The long-delayed Black Widow sees Natasha Romanoff flourish in her own spinoff on the film set in between the Marvel Cinematic Universe (MCU) releases Civil War and Infinity War, focusing on her own personal quests. It will be Johansson’s ninth and final appearance as the former KGB agent-turned freelance operative.
What has the switch from drama to action movie and Marvel Cinematic Universe brought to your acting prowess?
It’s made me realize that I need to stay active, healthy, fit and in shape, that’s for sure [laughs]! These Marvel movies are so tough on set. The moves in Iron Man 2 were the first bits of choreographed fight scenes I had ever done. I knew once they were under my belt that they were going to be the norm [laughs].
They are quite different to other genres of films that I had done before, obviously. But they have storylines, backstories, and it’s still a movie and you’re acting. So, you may be preparing for the role before you go on set each day, but you still have a script to read.
There’s a beginning, middle and an end and you have to always understand that there could be something down the line that you’re affecting, in terms of the MCU.
Once I was fully immersed in the role of Nat, I totally felt that I was her. I was thinking and acting like her—or at least like I thought she would be. That helped me totally for Black Widow because all of the fight scenes and sequences come from a deep and emotional place inside Nat.
So, everything that has happened previously in her life has affected her and what you see is the outpouring of emotion. Out comes anger, frustration, betrayal, broken trust or whatever she has been left to feel from the things that she has experienced on a personal level.
Obviously, for anyone who is joining these films in the middle of the storylines, it can be difficult to catch up.
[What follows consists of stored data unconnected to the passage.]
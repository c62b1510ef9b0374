pub mod bank;

use std::time::Duration;

use log::{debug, trace};

use crate::bus::bank::*;
use crate::error::BusError;
use crate::regs::io;

/// Interface to the two-wire adapter the chip hangs off of.
///
/// All transfers use 7-bit addresses. `write_read` must issue a repeated
/// start between the two halves.
pub trait I2cBus {
    /// Write `bytes` to the device at `addr`.
    fn write(&mut self, addr: u8, bytes: &[u8]) -> Result<(), BusError>;
    /// Write `bytes`, then read `buf.len()` bytes back from the same device.
    fn write_read(&mut self, addr: u8, bytes: &[u8], buf: &mut [u8]) -> Result<(), BusError>;
    /// True when the adapter can perform single byte-data transfers.
    fn supports_byte_data(&self) -> bool { true }
}

/// Blocking millisecond delay.
pub trait Delay {
    fn delay_ms(&mut self, ms: u32);
}

/// [Delay] backed by [std::thread::sleep].
#[derive(Debug, Default, Clone, Copy)]
pub struct StdDelay;
impl Delay for StdDelay {
    fn delay_ms(&mut self, ms: u32) {
        std::thread::sleep(Duration::from_millis(ms as u64));
    }
}

/// Bank-aware access to the chip.
///
/// Owns the adapter, the delay source and the current bank bindings. The
/// bindings are updated by watching writes to the IO remap registers, so
/// running the remap script through here is enough to bind every bank.
pub struct BankedBus<B: I2cBus, D: Delay> {
    pub bus: B,
    pub delay: D,
    pub banks: BankAddressTable,
}
impl<B: I2cBus, D: Delay> BankedBus<B, D> {
    pub fn new(bus: B, delay: D, io_addr: u8) -> Self {
        BankedBus { bus, delay, banks: BankAddressTable::new(io_addr) }
    }

    /// Write a single register.
    pub fn write_register(&mut self, bank: Bank, reg: u8, val: u8) -> Result<(), BusError> {
        let addr = self.banks.resolve(bank);
        trace!(target: "BUS", "{bank} [{addr:02x}] w {reg:02x} <- {val:02x}");
        self.bus.write(addr, &[reg, val])?;

        if bank == Bank::Io {
            if reg == io::SW_RESET && val == io::SW_RESET_VALUE {
                debug!(target: "BUS", "soft reset, dropping bank bindings");
                self.banks.reset();
            } else if let Some(b) = self.banks.observe_io_write(reg, val) {
                debug!(target: "BUS", "{b} bound to {:02x}", val >> 1);
            }
        }
        Ok(())
    }

    /// Read a single register.
    pub fn read_register(&mut self, bank: Bank, reg: u8) -> Result<u8, BusError> {
        let addr = self.banks.resolve(bank);
        let mut buf = [0u8; 1];
        self.bus.write_read(addr, &[reg], &mut buf)?;
        trace!(target: "BUS", "{bank} [{addr:02x}] r {reg:02x} -> {:02x}", buf[0]);
        Ok(buf[0])
    }

    /// Read-modify-write, setting the bits in `mask`.
    pub fn set_bits(&mut self, bank: Bank, reg: u8, mask: u8) -> Result<(), BusError> {
        let val = self.read_register(bank, reg)?;
        self.write_register(bank, reg, val | mask)
    }

    pub fn delay_ms(&mut self, ms: u32) {
        self.delay.delay_ms(ms);
    }
}

#[cfg(test)]
pub(crate) mod mock {
    //! Recording adapter for unit tests.
    use super::*;
    use std::collections::HashMap;

    #[derive(Debug, Clone, PartialEq, Eq)]
    pub enum Xfer {
        Write(u8, Vec<u8>),
        Read(u8, u8),
    }

    #[derive(Default)]
    pub struct MockBus {
        pub log: Vec<Xfer>,
        /// Values returned for reads, keyed on (address, register).
        pub regs: HashMap<(u8, u8), u8>,
        /// Fail the transfer with this index.
        pub fail_at: Option<usize>,
    }
    impl MockBus {
        fn check(&mut self, addr: u8) -> Result<(), BusError> {
            if self.fail_at == Some(self.log.len()) {
                return Err(BusError::Nack { addr });
            }
            Ok(())
        }
        pub fn writes(&self) -> Vec<(u8, u8, u8)> {
            self.log.iter().filter_map(|x| match x {
                Xfer::Write(a, b) => Some((*a, b[0], b[1])),
                _ => None,
            }).collect()
        }
    }
    impl I2cBus for MockBus {
        fn write(&mut self, addr: u8, bytes: &[u8]) -> Result<(), BusError> {
            self.check(addr)?;
            self.log.push(Xfer::Write(addr, bytes.to_vec()));
            Ok(())
        }
        fn write_read(&mut self, addr: u8, bytes: &[u8], buf: &mut [u8]) -> Result<(), BusError> {
            self.check(addr)?;
            self.log.push(Xfer::Read(addr, bytes[0]));
            buf[0] = *self.regs.get(&(addr, bytes[0])).unwrap_or(&0);
            Ok(())
        }
    }

    #[derive(Default)]
    pub struct MockDelay {
        pub waits: Vec<u32>,
    }
    impl Delay for MockDelay {
        fn delay_ms(&mut self, ms: u32) { self.waits.push(ms); }
    }

    pub fn banked() -> BankedBus<MockBus, MockDelay> {
        BankedBus::new(MockBus::default(), MockDelay::default(), Bank::Io.default_addr())
    }
}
[Laughs] Yeah, I guess so. Regardless of if people saw the previous films, Black Widow is a flashback movie, so it can be enjoyed as a stand-alone for those who aren’t aware of the films which have been released before it. However, as with a lot of the MCU and movies in general, nothing is chronological. They stand as their own entities and need to.
But I suppose there are also a few people—albeit surely not so many—who have read the comics and kind of know some of the backstories and the history of the MCU who may not even have seen the movies yet. Surely, not that many have done it that way around, I know. But there will still be one or two.
Anyway, Black Widow is more about everything that has gone on in Nat’s life and she is using that as a motivation and a release of tension to put an end to the personal quests that she is on. And my, does it really come to a head.
Along with the 68 credits on your acting resume, you’re also a mother of a young daughter. How do you find time to do that and be the ninth-highest-grossing actor of all-time?
With difficulty [laughs]! It is an exhausting, yet wonderful experience being a mother and bringing up a child. You can’t replace the irresistible amount of love that it brings and at times it can overwhelm me. Being a totally active mother in the early years of Rose’s life is something that can never be taken away and I will hold those memories with me forever.
Being active and always making sure I am there for my daughter was the best way of regaining the figure that I had before pregnancy and is still an amazing assist in staying in shape, all of the time. You’re never sitting still and it’s great—a brilliant way to burn off the calories and still have amazing fun.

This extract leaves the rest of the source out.